One of the most used reinforcement over the last 10 years has been natural (cellulosic) fibres. This material was introduced into different resins to improve mechanical properties, reduce raw material costs and give a “natural” look (aesthetics) [8]. One major drawback of natural fibres, is their hydrophilic nature leading to poor adhesion to hydrophobic matrices and their tendency to absorb moisture (humidity) from the atmosphere. Recently, Ward-Perron and Rodrigue [9] showed that under most rotomolding conditions (biaxially rotating mold heated at 10oC/min), wood fibres can lose most of their humidity (total content less than 1%wt.) in less than 5 min.
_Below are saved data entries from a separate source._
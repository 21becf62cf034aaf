//! ## Crate Items Overview
//!
//! smplrig is a CPU compute core for SMPL-family parametric body models:
//! model loading from npz archives, forward skinning, AMASS sequence
//! binding and OBJ export.
//!
//! ### Modules
//! - [`smplrig_core`](crate::smplrig_core) - models, bodies, sequences,
//!   codecs and errors.
//! - [`smplrig_utils`](crate::smplrig_utils) - numeric primitives, sparse
//!   matrices and data-path resolution.
pub use smplrig_core;
pub use smplrig_utils;
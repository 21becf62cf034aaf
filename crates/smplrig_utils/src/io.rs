use std::path::{Path, PathBuf};

/// File whose presence marks a usable data directory.
const SENTINEL: &str = "data/models/smplx/uv.txt";
const MAX_PARENT_LEVELS: usize = 3;

/// Resolves a path relative to the data directory.
///
/// The `SMPLX_DIR` environment variable wins when it points at a directory
/// containing the sentinel file; otherwise up to three parent directories of
/// the working directory are probed. When nothing matches, the relative path
/// is returned unchanged under `data/` and the subsequent open reports
/// file-not-found.
pub fn find_data_file(data_path: &str) -> PathBuf {
    if let Ok(env_dir) = std::env::var("SMPLX_DIR") {
        let root = PathBuf::from(env_dir);
        if root.join(SENTINEL).is_file() {
            return root.join("data").join(data_path);
        }
    }
    let mut prefix = PathBuf::new();
    for _ in 0..MAX_PARENT_LEVELS {
        if prefix.join(SENTINEL).is_file() {
            return prefix.join("data").join(data_path);
        }
        prefix.push("..");
    }
    Path::new("data").join(data_path)
}

/// Resolves a data path against an explicit root, falling back to the
/// environment probe of [`find_data_file`] when none is given.
pub fn resolve_data_file(data_root: Option<&Path>, data_path: &str) -> PathBuf {
    match data_root {
        Some(root) => root.join("data").join(data_path),
        None => find_data_file(data_path),
    }
}

#[cfg(test)]
mod tests {
    use super::*;

    #[test]
    fn explicit_root_is_used_verbatim() {
        let dir = tempfile::tempdir().unwrap();
        let resolved = resolve_data_file(Some(dir.path()), "models/smplx/SMPLX_NEUTRAL.npz");
        assert_eq!(
            resolved,
            dir.path().join("data/models/smplx/SMPLX_NEUTRAL.npz")
        );
    }

    #[test]
    fn unresolved_lookup_keeps_relative_path() {
        // No sentinel anywhere near a fresh temp dir and no usable env var.
        let resolved = resolve_data_file(Some(Path::new("missing")), "models/smpl/uv.txt");
        assert_eq!(resolved, Path::new("missing/data/models/smpl/uv.txt"));
    }
}
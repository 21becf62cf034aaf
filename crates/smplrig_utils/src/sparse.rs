use ndarray as nd;

/// Compressed sparse row matrix over f32.
///
/// Built once from a dense array at model-load time; exact zeros are pruned.
/// Row-side storage serves products of the form `(n, m) * (m, k)` where the
/// left factor is the sparse one.
#[derive(Clone, Debug)]
pub struct CsrMatrix {
    nrows: usize,
    ncols: usize,
    row_ptr: Vec<usize>,
    col_indices: Vec<usize>,
    values: Vec<f32>,
}

impl CsrMatrix {
    pub fn from_dense(dense: &nd::ArrayView2<f32>) -> Self {
        let (nrows, ncols) = dense.dim();
        let mut row_ptr = Vec::with_capacity(nrows + 1);
        let mut col_indices = Vec::new();
        let mut values = Vec::new();
        row_ptr.push(0);
        for row in dense.outer_iter() {
            for (c, &value) in row.iter().enumerate() {
                if value != 0.0 {
                    col_indices.push(c);
                    values.push(value);
                }
            }
            row_ptr.push(values.len());
        }
        Self {
            nrows,
            ncols,
            row_ptr,
            col_indices,
            values,
        }
    }

    pub fn nrows(&self) -> usize {
        self.nrows
    }

    pub fn ncols(&self) -> usize {
        self.ncols
    }

    pub fn nnz(&self) -> usize {
        self.values.len()
    }

    /// Nonzero entries of row `r` as `(column, value)` pairs.
    pub fn row(&self, r: usize) -> impl Iterator<Item = (usize, f32)> + '_ {
        let range = self.row_ptr[r]..self.row_ptr[r + 1];
        self.col_indices[range.clone()]
            .iter()
            .zip(&self.values[range])
            .map(|(&c, &v)| (c, v))
    }

    /// All nonzero entries as `(row, column, value)` triples.
    pub fn iter(&self) -> impl Iterator<Item = (usize, usize, f32)> + '_ {
        (0..self.nrows).flat_map(move |r| self.row(r).map(move |(c, v)| (r, c, v)))
    }

    /// `out = self * rhs` for a dense right factor of shape `(ncols, k)`.
    ///
    /// # Panics
    /// Panics if the operand shapes do not line up.
    pub fn mul_into(&self, rhs: &nd::ArrayView2<f32>, out: &mut nd::ArrayViewMut2<f32>) {
        assert_eq!(rhs.nrows(), self.ncols, "sparse * dense shape mismatch");
        assert_eq!(out.dim(), (self.nrows, rhs.ncols()), "output shape mismatch");
        let k = rhs.ncols();
        out.fill(0.0);
        for r in 0..self.nrows {
            for (c, value) in self.row(r) {
                for col in 0..k {
                    out[[r, col]] += value * rhs[[c, col]];
                }
            }
        }
    }
}

/// Compressed sparse column matrix over f32.
///
/// Column-side storage serves products where the dense right factor is
/// indexed by this matrix's columns, `(n, m) * (m, k)`, accumulating whole
/// output rows per nonzero.
#[derive(Clone, Debug)]
pub struct CscMatrix {
    nrows: usize,
    ncols: usize,
    col_ptr: Vec<usize>,
    row_indices: Vec<usize>,
    values: Vec<f32>,
}

impl CscMatrix {
    pub fn from_dense(dense: &nd::ArrayView2<f32>) -> Self {
        let (nrows, ncols) = dense.dim();
        let mut col_ptr = Vec::with_capacity(ncols + 1);
        let mut row_indices = Vec::new();
        let mut values = Vec::new();
        col_ptr.push(0);
        for c in 0..ncols {
            for r in 0..nrows {
                let value = dense[[r, c]];
                if value != 0.0 {
                    row_indices.push(r);
                    values.push(value);
                }
            }
            col_ptr.push(values.len());
        }
        Self {
            nrows,
            ncols,
            col_ptr,
            row_indices,
            values,
        }
    }

    pub fn nrows(&self) -> usize {
        self.nrows
    }

    pub fn ncols(&self) -> usize {
        self.ncols
    }

    pub fn nnz(&self) -> usize {
        self.values.len()
    }

    /// Nonzero entries of column `c` as `(row, value)` pairs.
    pub fn col(&self, c: usize) -> impl Iterator<Item = (usize, f32)> + '_ {
        let range = self.col_ptr[c]..self.col_ptr[c + 1];
        self.row_indices[range.clone()]
            .iter()
            .zip(&self.values[range])
            .map(|(&r, &v)| (r, v))
    }

    /// All nonzero entries as `(row, column, value)` triples.
    pub fn iter(&self) -> impl Iterator<Item = (usize, usize, f32)> + '_ {
        (0..self.ncols).flat_map(move |c| self.col(c).map(move |(r, v)| (r, c, v)))
    }

    /// Per-row sums of the nonzero entries.
    pub fn row_sums(&self) -> Vec<f32> {
        let mut sums = vec![0.0f32; self.nrows];
        for (r, _, v) in self.iter() {
            sums[r] += v;
        }
        sums
    }

    /// `out = self * rhs` for a dense right factor of shape `(ncols, k)`.
    ///
    /// # Panics
    /// Panics if the operand shapes do not line up.
    pub fn mul_into(&self, rhs: &nd::ArrayView2<f32>, out: &mut nd::ArrayViewMut2<f32>) {
        assert_eq!(rhs.nrows(), self.ncols, "sparse * dense shape mismatch");
        assert_eq!(out.dim(), (self.nrows, rhs.ncols()), "output shape mismatch");
        let k = rhs.ncols();
        out.fill(0.0);
        for c in 0..self.ncols {
            for (r, value) in self.col(c) {
                for col in 0..k {
                    out[[r, col]] += value * rhs[[c, col]];
                }
            }
        }
    }
}
//! Wavefront OBJ export of a posed mesh.

use crate::error::SmplError;
use ndarray as nd;
use ndarray::prelude::*;
use std::io::{BufWriter, Write};
use std::path::Path;

/// Writes vertices and triangles as ASCII OBJ: fixed six-digit floats,
/// one-based indices, LF line endings, no normals or materials.
pub fn write_obj<W: Write>(
    out: &mut W,
    verts: &ArrayView2<f32>,
    faces: &ArrayView2<u32>,
) -> Result<(), SmplError> {
    writeln!(out, "# Generated by smplrig")?;
    writeln!(out, "o body")?;
    for v in verts.axis_iter(nd::Axis(0)) {
        writeln!(out, "v {:.6} {:.6} {:.6}", v[0], v[1], v[2])?;
    }
    writeln!(out, "s 1")?;
    for f in faces.axis_iter(nd::Axis(0)) {
        writeln!(out, "f {} {} {}", f[0] + 1, f[1] + 1, f[2] + 1)?;
    }
    out.flush()?;
    Ok(())
}

/// Writes the mesh to `path`, failing with an i/o error when the target is
/// unwriteable.
pub fn save_obj(
    path: &Path,
    verts: &ArrayView2<f32>,
    faces: &ArrayView2<u32>,
) -> Result<(), SmplError> {
    let file = std::fs::File::create(path)?;
    let mut out = BufWriter::new(file);
    write_obj(&mut out, verts, faces)
}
This time is believed to be enough so the material can be considered dried before the polymer resin starts to melt and no prior wood treatment is needed (drying), thus simplifying greatly processing in comparison with extrusion and injection molding of typical wood-plastics composites (WPC). Furthermore, since all the materials are in a powder/particle form (polymer, wood, chemical blowing agent), simple dry-blending can be used to mix all the components which is again less time and energy consuming than standard melt blending (extrusion + pelletizing/pulverizing).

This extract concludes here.